Owing to the rapid current, we made the return voyage in two hours, and
when we got to the Mahakam River we found it very much swollen, with logs
floating downstream beside us. Our low-lying prahus were leaking and the
situation was not agreeable, though I should have felt more anxious had I
not been with Dayaks, who are extremely able boatmen. At Long Pahangei the
captain from Long Iram, who is also the controleur of that district, had
arrived and was waiting on account of the overflow of the river. I had an
hour's talk with this pleasant man, who thinks that the Dayaks on the
Upper Mahakam ultimately must die out because they do not have enough
children to perpetuate the tribe. He said that in 1909, when he was
stationed at Puruk Tjahu, nothing was known about the country where we
then were.
The Oma-Sulings, according to their traditions, came from Apo Kayan nearly
two hundred years ago. Oma means place of abode; Suling is the name of a
small river in Apo Kayan. They had at the time of my visit six kampongs on
the Upper Mahakam, the largest of which is Long Pahangei, with about 500
inhabitants. Material for clothing is no longer woven, but is bought in
Long Iram. This is probably also the case with the Long-Glats, but the
Penihings still do some weaving.
CHAPTER XXVI
AMONG THE LONG-GLATS - IS FEAR OF EXPOSURE TO THE SUN JUSTIFIED? -
CHARACTERISTICS OF THE LONG-GLATS - GOOD-BYE TO THE MAHAKAM
In the latter part of July we went to the near-by kampong, Long Tujo ("a
small animal with many legs"), situated at the mouth of another small
tributary to the Mahakam.
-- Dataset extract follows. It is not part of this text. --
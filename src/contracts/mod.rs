// src/contracts/mod.rs
//! Smart contract bindings for the DID and resource registries.

pub mod did_registry;
pub mod resource_registry;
Here live Long-Glats who are located below the
other Bahau peoples of the river and are found as far as Batokelau, between
the upper and lower rapids. Though Long Iram is rather distant - five days'
travel down-stream, and, if the river is high, perhaps two months may be
consumed in returning - still its influence was evidenced by the several
umbrellas I saw, all black, an adaptation from the high-class Malays and an
unusual sight in these parts. The kapala of this large kampong resembled a
Malay raja, in that he always carried an umbrella when he walked and looked
pale because the sun was not allowed to shine upon him. Two days later,
when I photographed the ladies performing dances, they had at least five of
these fashionable contrivances.
It may be stated that natives of the Dutch Indies are generally afraid of
the sun. Well-to-do Malays carry umbrellas as a protection against it. In
Batavia I read in the newspapers that the Sultan of Priok, when visiting
an aviation camp, was so overcome by the heat that he had to be carried
away, regaining consciousness on arriving at his quarters. However, the
attack may have been induced to some extent by general lack of exercise
and the indolent life that characterises his compatriots who occupy high
positions.
Even some of the pagan tribes protect their heads, as the Katingans, the
Duhoi, and others, who make beautiful sunshades, which also serve in case
of rain, and this was not learned from the Malays. In the Bornean tribes
that I visited, until the child is old enough to walk, the sun is not
allowed to shine upon it even for a moment. The blacks of Australia, on
the other hand, who are in a state of absolute nudeness, pay no attention
to the sun, though in common with most natives of hot countries they
usually prefer to follow the example of the animals and remain quiet in
the middle of the day.
An umbrella of the usual type, Chinese or Japanese, is very useful for
travel in Borneo. At times it proves of excellent service in the prahu in
case of sudden showers, and it is invaluable for protecting the camera
when photographing. But as a matter of comfort and convenience it is my
custom to have my head uncovered except in rainy or cold weather. The sun
is a great friend and health-giver, and notwithstanding well-meant
warnings and an inborn fear first to be overcome, during my journeys in
Borneo I carried my hat in my pocket.